This article is available in: English العربيةEspañol

Improving the quality of articles has long been one of the primary aims of contributors to Wikipedia, and is one of the Wikimedia movement’s 2010-15 strategic priorities, but measuring it objectively has remained a challenge. In 2005, Nature famously reported that Wikipedia articles on scientific topics contained just four errors per article on average, compared to three errors per article in the online edition of Encyclopaedia Britannica. Britannica objected to the report, but Nature stood by it, and the report remains widely cited today.

Since that time, however, there have been relatively few independent analyses of Wikipedia article quality, despite the enormous growth of the project. Wikipedia today counts more than 23 million articles across languages (more than 4 million articles in the English Wikipedia alone) compared to 3.7 million total articles in 2005; today it ranks 6th by overall traffic according to Alexa, while it ranked 37th in 2005.
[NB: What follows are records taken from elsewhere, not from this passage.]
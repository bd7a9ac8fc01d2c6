//! `sentinel-othello` is a small, complete Othello library for engines and UIs.
//!
//! The board is a classic "mailbox" representation: the 8x8 playing area is
//! embedded in a 10x10 grid whose outer ring is made of permanent [`Cell::Border`]
//! sentinels. Directional scans walk the flat index space in steps of
//! {±1, ±9, ±10, ±11} and are guaranteed to hit a sentinel before running off
//! the grid, so move generation needs no bounds checks.
//!
//! Two levels of abstraction are provided:
//!
//!  - [`Board`] owns occupancy state and implements move generation,
//!    application, terminal detection and scoring.
//!  - [`Game`] adds turn state (side to move, forced passes, last move) and
//!    drives one game to completion against any pair of [`MoveSource`]s.

mod board;
mod game;
mod square;

pub use board::*;
pub use game::*;
pub use square::*;

/// The number of playable spaces on one edge of the board.
pub const EDGE_LENGTH: usize = 8;

/// The number of playable spaces on the board.
pub const NUM_SPACES: usize = 64;

/// The width of one row of the bordered grid.
pub const GRID_WIDTH: usize = 10;

/// The total number of cells in the bordered grid, playable or not.
pub const GRID_CELLS: usize = 100;
use std::sync::atomic::{AtomicBool, Ordering};
use std::sync::Arc;

use tokio::sync::Notify;

/// Cooperative cancellation handle shared between the party that aborts and the
/// loop that observes the abort at its next suspension point.
#[derive(Debug, Clone, Default)]
pub struct CancellationHandle {
    cancelled: Arc<AtomicBool>,
    notify: Arc<Notify>,
}

impl CancellationHandle {
    /// Creates a new, not-yet-cancelled handle.
    pub fn new() -> Self {
        Self::default()
    }

    /// Marks the handle as cancelled and wakes pending waiters.
    pub fn cancel(&self) {
        let already_cancelled = self.cancelled.swap(true, Ordering::SeqCst);
        if !already_cancelled {
            self.notify.notify_waiters();
        }
    }

    /// Returns true when cancellation has been requested.
    pub fn is_cancelled(&self) -> bool {
        self.cancelled.load(Ordering::SeqCst)
    }

    /// Resolves once [`CancellationHandle::cancel`] has been called.
    pub async fn cancelled(&self) {
        let notified = self.notify.notified();
        tokio::pin!(notified);
        // Register interest before re-checking the flag so a concurrent cancel is not missed.
        notified.as_mut().enable();
        if self.is_cancelled() {
            return;
        }
        notified.await;
    }
}
//! Foundational low-level utilities shared across Assist crates.
//!
//! Provides atomic file-write helpers, time utilities used for interaction
//! records and provisional ids, and the cooperative cancellation handle shared
//! by the client intake loop and the gateway cancellation registry.

pub mod atomic_io;
pub mod cancellation;
pub mod time_utils;

pub use atomic_io::write_text_atomic;
pub use cancellation::CancellationHandle;
pub use time_utils::{current_iso8601_timestamp, current_unix_timestamp_ms};
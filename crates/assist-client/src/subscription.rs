//! Single-consumer channel between the intake loop and its subscriber.
//!
//! Every signal is queued, so a subscriber that starts reading late still sees
//! every chunk that was published before it, followed by exactly one terminal
//! signal.

use assist_core::CancellationHandle;
use assist_protocol::StreamChunk;
use tokio::sync::mpsc;

use crate::DeliveryMode;

#[derive(Debug, Clone, Copy, PartialEq, Eq)]
/// How a delivery ended.
pub enum StreamTermination {
    Completed,
    Failed,
    Aborted,
}

#[derive(Debug, Clone, PartialEq)]
/// One item observed by a subscriber.
pub enum IntakeSignal {
    Chunk(StreamChunk),
    Terminated(StreamTermination),
}

/// Consumer side of one response delivery.
#[derive(Debug)]
pub struct ChunkSubscription {
    mode: DeliveryMode,
    receiver: mpsc::UnboundedReceiver<IntakeSignal>,
    abort: CancellationHandle,
    terminated: bool,
}

impl ChunkSubscription {
    pub fn delivery_mode(&self) -> DeliveryMode {
        self.mode
    }

    /// Returns the next signal, or `None` once the terminal signal was delivered.
    ///
    /// After the abort handle fires no further chunks are delivered, even if
    /// some were already queued; the next call yields `Terminated(Aborted)`.
    pub async fn next(&mut self) -> Option<IntakeSignal> {
        if self.terminated {
            return None;
        }
        let signal = if self.abort.is_cancelled() {
            IntakeSignal::Terminated(StreamTermination::Aborted)
        } else {
            tokio::select! {
                biased;
                _ = self.abort.cancelled() => IntakeSignal::Terminated(StreamTermination::Aborted),
                received = self.receiver.recv() => received
                    .unwrap_or(IntakeSignal::Terminated(StreamTermination::Failed)),
            }
        };
        if matches!(signal, IntakeSignal::Terminated(_)) {
            self.terminated = true;
            self.receiver.close();
        }
        Some(signal)
    }

    /// Drains the subscription, returning every chunk and the terminal signal.
    pub async fn collect(mut self) -> (Vec<StreamChunk>, StreamTermination) {
        let mut chunks = Vec::new();
        while let Some(signal) = self.next().await {
            match signal {
                IntakeSignal::Chunk(chunk) => chunks.push(chunk),
                IntakeSignal::Terminated(termination) => return (chunks, termination),
            }
        }
        (chunks, StreamTermination::Failed)
    }
}

/// Producer side. Terminating consumes the publisher, so at most one terminal
/// signal can be sent; dropping it without terminating reads as `Failed`.
#[derive(Debug)]
pub(crate) struct IntakePublisher {
    sender: mpsc::UnboundedSender<IntakeSignal>,
}

impl IntakePublisher {
    pub(crate) fn channel(
        mode: DeliveryMode,
        abort: CancellationHandle,
    ) -> (IntakePublisher, ChunkSubscription) {
        let (sender, receiver) = mpsc::unbounded_channel();
        (
            IntakePublisher { sender },
            ChunkSubscription {
                mode,
                receiver,
                abort,
                terminated: false,
            },
        )
    }

    /// Queues one chunk; returns false once the subscriber has gone away.
    pub(crate) fn publish(&self, chunk: StreamChunk) -> bool {
        self.sender.send(IntakeSignal::Chunk(chunk)).is_ok()
    }

    pub(crate) fn terminate(self, termination: StreamTermination) {
        let _ = self.sender.send(IntakeSignal::Terminated(termination));
    }
}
With increase in size and reach, how has quality evolved? How does Wikipedia compare today to other online encyclopedias, quality-wise? And what are good methods to measure the quality of encyclopedic articles?

The Wikimedia Foundation is announcing the release of a pilot study conducted by Epic, an e-learning consultancy, in partnership with Oxford University – “Assessing the Accuracy and Quality of Wikipedia Entries Compared to Popular Online Alternative Encyclopaedias: A Preliminary Comparative Study Across Disciplines in English, Spanish and Arabic.”

The study compared a sample of English Wikipedia articles to equivalent articles in Encyclopaedia Britannica, Spanish Wikipedia to Enciclonet, and Arabic Wikipedia to Mawsoah and Arab Encyclopaedia. 22 articles in the sample were blind-assessed by 2 to 3 native speaking academic experts each, both quantitatively and qualitatively.

The small size of the sample does not allow us to generalize the results to Wikipedia as a whole. However, as a pilot primarily focused on methodology, the study offers new insights into the design of a protocol for expert assessment of encyclopedic contents. For our editor community and for the Foundation, which commissioned the study in 2011, it also offers evidence to inform the design of quality assessment mechanisms and quality metrics that may be used on Wikipedia itself.

The results suggest that Wikipedia articles in this sample scored higher altogether in each of the three languages, and fared particularly well in categories of accuracy and references. As the report notes, the English Wikipedia fared well in this sample against Encyclopaedia Britannica in terms of accuracy, references and overall judgement, with little differences between the two on style and overall quality score. Similar results were found when comparing Wikipedia articles in Spanish to Enciclonet. In Arabic, Mawsoah and Arab Encyclopaedia articles scored higher on style than Wikipedia, but no significant differences were found on accuracy, references, overall judgment and overall quality score. None of the encyclopedias considered in this study were rated highly by the academics in terms of suitability for citation in academic publications.

We hope that the results of this study will encourage further independent research on the quality of Wikipedia articles. To this end, Epic and Oxford University are releasing the full version of the report of this study under a Creative Commons Attribution-Share Alike license. They have announced the report here and have released an anonymized dataset under a Creative Commons Zero dedication. The team welcomes comments and feedback on the talk page of the project.

We are very encouraged by the results for this small sample of Wikipedia articles in three languages. While pointing the way forward for further research, these results affirm the quality of the collaborative work of our editor community.

Dario Taraborelli, Senior Research Analyst